Without any offense intended, the decision to rewrite a codebase from scratch is a common, and serious management mistake newbie software developers make.
There are many disadvantages to be wary of.
- Rewrites stop new features from being developed cold for months/years. Few, if any companies can afford to stand-still for this long.
- Most development schedules are difficult to nail. This rewrite will be no exception. Amplify the previous point by, now, a delay in development.
- Bugs that were fixed in the existing codebase through painful experience will be re-introduced. Joel Spolsky has more examples in this article.
- Danger of falling victim to the Second-system effect — in summary, “People who have designed something only once before try to do all the things they “didn’t get to do last time”, loading the project up with all the things they put off while making version one, even if most of them should be put off in version two as well.”

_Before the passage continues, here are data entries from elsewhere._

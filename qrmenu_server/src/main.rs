use dotenvy::dotenv;
use log::info;
use qrmenu_server::{cli::handle_command_line_args, config::ServerConfig, server::run_server};

#[actix_web::main]
async fn main() {
    dotenv().ok();
    env_logger::init();
    if handle_command_line_args() {
        return;
    }
    let config = ServerConfig::from_env_or_default();

    info!("🚀️ Starting server on {}:{}", config.host, config.port);
    match run_server(config).await {
        Ok(_) => println!("Bye!"),
        Err(e) => eprintln!("{e}"),
    }
}
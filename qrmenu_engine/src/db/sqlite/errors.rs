use sqlx::error::ErrorKind;
use thiserror::Error;

use crate::db::traits::GatewayError;

#[derive(Debug, Error)]
pub enum SqliteDatabaseError {
    #[error("Database connection error: {0}")]
    DriverError(#[from] sqlx::Error),
    #[error("Database query error: {0}")]
    QueryError(String),
    #[error("Could not run migrations: {0}")]
    MigrationError(#[from] sqlx::migrate::MigrateError),
    #[error("Menu item {0} does not exist")]
    MenuItemNotFound(i64),
    #[error("Inventory item {0} does not exist")]
    InventoryItemNotFound(i64),
}

// Raised by `RAISE(ABORT, ..)` in a trigger
const SQLITE_CONSTRAINT_TRIGGER: &str = "1811";

impl From<SqliteDatabaseError> for GatewayError {
    fn from(e: SqliteDatabaseError) -> Self {
        if let SqliteDatabaseError::DriverError(sqlx::Error::Database(db_err)) = &e {
            match db_err.kind() {
                ErrorKind::UniqueViolation => return GatewayError::Duplicate(db_err.message().to_string()),
                ErrorKind::CheckViolation | ErrorKind::ForeignKeyViolation | ErrorKind::NotNullViolation => {
                    return GatewayError::ConstraintViolation(db_err.message().to_string())
                },
                _ if db_err.code().as_deref() == Some(SQLITE_CONSTRAINT_TRIGGER) => {
                    return GatewayError::ConstraintViolation(db_err.message().to_string())
                },
                _ => {},
            }
        }
        match e {
            SqliteDatabaseError::DriverError(e) => GatewayError::DriverError(e.to_string()),
            SqliteDatabaseError::MigrationError(e) => GatewayError::DriverError(e.to_string()),
            SqliteDatabaseError::MenuItemNotFound(id) => GatewayError::NotFound(format!("Menu item {id}")),
            SqliteDatabaseError::InventoryItemNotFound(id) => GatewayError::NotFound(format!("Inventory item {id}")),
            SqliteDatabaseError::QueryError(s) => GatewayError::QueryError(s),
        }
    }
}

impl From<sqlx::Error> for GatewayError {
    fn from(e: sqlx::Error) -> Self {
        SqliteDatabaseError::from(e).into()
    }
}
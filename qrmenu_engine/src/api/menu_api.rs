use std::fmt::Debug;

use log::*;
use serde::{Deserialize, Serialize};

use crate::{
    api::errors::MenuApiError,
    availability::{InventorySnapshot, MenuItemAvailability},
    db::traits::{MenuManagement, RestaurantManagement},
    db_types::{
        InventoryItem,
        MenuItem,
        MenuItemUpdate,
        NewInventoryItem,
        NewMenuItem,
        PublicBranding,
        Quantity,
        Restaurant,
        Review,
    },
};

/// One category section of the public menu
#[derive(Debug, Clone, PartialEq, Eq, Serialize, Deserialize)]
pub struct MenuCategory {
    pub name: String,
    pub items: Vec<MenuItemAvailability>,
}

/// Everything the public storefront page needs
#[derive(Debug, Clone, PartialEq, Eq, Serialize, Deserialize)]
pub struct PublicMenu {
    pub restaurant_id: i64,
    pub branding: PublicBranding,
    pub is_accepting_orders: bool,
    /// Set when the customer scanned a table QR code. Checkout is then a dine-in order.
    pub table_number: Option<i64>,
    pub categories: Vec<MenuCategory>,
    pub reviews: Vec<Review>,
}

impl PublicMenu {
    pub fn is_dine_in(&self) -> bool {
        self.table_number.is_some()
    }

    pub fn items(&self) -> impl Iterator<Item = &MenuItemAvailability> {
        self.categories.iter().flat_map(|c| c.items.iter())
    }
}

/// Groups items by category, keeping the order in which categories first appear.
pub fn group_by_category(items: Vec<MenuItemAvailability>) -> Vec<MenuCategory> {
    let mut categories: Vec<MenuCategory> = Vec::new();
    for item in items {
        match categories.iter_mut().find(|c| c.name == item.item.category) {
            Some(category) => category.items.push(item),
            None => categories.push(MenuCategory { name: item.item.category.clone(), items: vec![item] }),
        }
    }
    categories
}

/// Checks a table number from a QR code against the restaurant's table count.
pub fn validate_table(restaurant: &Restaurant, table: i64) -> bool {
    table >= 1 && (restaurant.total_tables == 0 || table <= restaurant.total_tables)
}

/// The menu and inventory API. Public menu rendering plus the owner's menu and stock management.
#[derive(Clone)]
pub struct MenuApi<B> {
    db: B,
}

impl<B> Debug for MenuApi<B> {
    fn fmt(&self, f: &mut std::fmt::Formatter<'_>) -> std::fmt::Result {
        write!(f, "MenuApi")
    }
}

impl<B> MenuApi<B> {
    pub fn new(db: B) -> Self {
        Self { db }
    }
}

impl<B> MenuApi<B>
where B: MenuManagement + RestaurantManagement
{
    /// Builds the public menu for the restaurant at `slug`. Only items the owner has switched on are listed, each
    /// annotated with the current stock check.
    pub async fn public_menu(&self, slug: &str, table_number: Option<i64>) -> Result<PublicMenu, MenuApiError> {
        let restaurant = self
            .db
            .fetch_restaurant_by_slug(slug)
            .await?
            .ok_or_else(|| MenuApiError::RestaurantNotFound(slug.to_string()))?;
        if let Some(table) = table_number {
            if !validate_table(&restaurant, table) {
                return Err(MenuApiError::Validation(format!("Table {table} does not exist at {}", restaurant.name)));
            }
        }
        let snapshot = self.inventory_snapshot(restaurant.id).await?;
        let items = self
            .db
            .fetch_menu_for_restaurant(restaurant.id, true)
            .await?
            .into_iter()
            .map(|item| MenuItemAvailability::evaluate(item, &snapshot))
            .collect::<Vec<_>>();
        let reviews = self.db.fetch_visible_reviews(restaurant.id).await?;
        trace!("📋 Public menu for '{slug}' has {} items", items.len());
        Ok(PublicMenu {
            restaurant_id: restaurant.id,
            branding: PublicBranding::from(&restaurant),
            is_accepting_orders: restaurant.is_accepting_orders,
            table_number,
            categories: group_by_category(items),
            reviews,
        })
    }

    pub async fn inventory_snapshot(&self, restaurant_id: i64) -> Result<InventorySnapshot, MenuApiError> {
        let inventory = self.db.fetch_inventory_for_restaurant(restaurant_id).await?;
        Ok(inventory.iter().collect())
    }

    pub async fn menu_for_restaurant(&self, restaurant_id: i64) -> Result<Vec<MenuItem>, MenuApiError> {
        Ok(self.db.fetch_menu_for_restaurant(restaurant_id, false).await?)
    }

    pub async fn add_menu_item(&self, restaurant_id: i64, mut item: NewMenuItem) -> Result<MenuItem, MenuApiError> {
        item.restaurant_id = restaurant_id;
        if item.name.trim().is_empty() {
            return Err(MenuApiError::Validation("A menu item needs a name".into()));
        }
        if !item.price.is_positive() {
            return Err(MenuApiError::Validation(format!("The price must be positive, not {}", item.price)));
        }
        for link in &item.recipe {
            if link.quantity_required <= Quantity::default() {
                return Err(MenuApiError::Validation("Recipe quantities must be positive".into()));
            }
            self.owned_inventory_item(restaurant_id, link.inventory_item_id).await?;
        }
        Ok(self.db.insert_menu_item(item).await?)
    }

    /// Edits a menu item. Orders already placed keep the name and price they were placed with.
    pub async fn update_menu_item(
        &self,
        restaurant_id: i64,
        item_id: i64,
        update: MenuItemUpdate,
    ) -> Result<MenuItem, MenuApiError> {
        if matches!(update.price, Some(p) if !p.is_positive()) {
            return Err(MenuApiError::Validation("The price must be positive".into()));
        }
        if matches!(&update.name, Some(n) if n.trim().is_empty()) {
            return Err(MenuApiError::Validation("A menu item needs a name".into()));
        }
        self.owned_menu_item(restaurant_id, item_id).await?;
        self.db
            .update_menu_item(item_id, update)
            .await?
            .ok_or_else(|| MenuApiError::NotFound(format!("Menu item {item_id}")))
    }

    pub async fn set_item_availability(
        &self,
        restaurant_id: i64,
        item_id: i64,
        is_available: bool,
    ) -> Result<MenuItem, MenuApiError> {
        let update = MenuItemUpdate::default().with_availability(is_available);
        let item = self.update_menu_item(restaurant_id, item_id, update).await?;
        info!("📋 Menu item '{}' is now {}", item.name, if is_available { "available" } else { "switched off" });
        Ok(item)
    }

    pub async fn inventory(&self, restaurant_id: i64) -> Result<Vec<InventoryItem>, MenuApiError> {
        Ok(self.db.fetch_inventory_for_restaurant(restaurant_id).await?)
    }

    pub async fn add_inventory_item(
        &self,
        restaurant_id: i64,
        mut item: NewInventoryItem,
    ) -> Result<InventoryItem, MenuApiError> {
        item.restaurant_id = restaurant_id;
        if item.name.trim().is_empty() {
            return Err(MenuApiError::Validation("An inventory item needs a name".into()));
        }
        if item.current_stock.is_negative() {
            return Err(MenuApiError::Validation("Stock cannot be negative".into()));
        }
        Ok(self.db.insert_inventory_item(item).await?)
    }

    pub async fn update_stock(
        &self,
        restaurant_id: i64,
        item_id: i64,
        current_stock: Quantity,
    ) -> Result<InventoryItem, MenuApiError> {
        if current_stock.is_negative() {
            return Err(MenuApiError::Validation(format!("Stock cannot be negative ({current_stock})")));
        }
        self.owned_inventory_item(restaurant_id, item_id).await?;
        let item = self
            .db
            .update_inventory_stock(item_id, current_stock)
            .await?
            .ok_or_else(|| MenuApiError::NotFound(format!("Inventory item {item_id}")))?;
        if item.is_low_stock() {
            warn!("📋 {} is running low: {} {} left", item.name, item.current_stock, item.unit);
        }
        Ok(item)
    }

    async fn owned_menu_item(&self, restaurant_id: i64, item_id: i64) -> Result<MenuItem, MenuApiError> {
        let item = self
            .db
            .fetch_menu_item(item_id)
            .await?
            .ok_or_else(|| MenuApiError::NotFound(format!("Menu item {item_id}")))?;
        if item.restaurant_id != restaurant_id {
            return Err(MenuApiError::Forbidden(format!("Menu item {item_id}")));
        }
        Ok(item)
    }

    async fn owned_inventory_item(&self, restaurant_id: i64, item_id: i64) -> Result<InventoryItem, MenuApiError> {
        let item = self
            .db
            .fetch_inventory_item(item_id)
            .await?
            .ok_or_else(|| MenuApiError::NotFound(format!("Inventory item {item_id}")))?;
        if item.restaurant_id != restaurant_id {
            return Err(MenuApiError::Forbidden(format!("Inventory item {item_id}")));
        }
        Ok(item)
    }
}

- Once this expensive, burdensome rewrite is completed, the very next team to inherit the new codebase is likely to use the same excuses for doing another rewrite. Programmers hate learning someone else’s code. No one writes perfect code because perfection is so subjective. Find me any real-world application and I can give you a damning indictment and rationale for doing a from-scratch rewrite.
Whether you ultimately rewrite from scratch or not, beginning a refactoring phase now is a good way to both really sit down and understand the problem so that the rewrite will go more smoothly if truly called for, as well as giving the existing codebase an honest look to really see if a rewrite’s needed.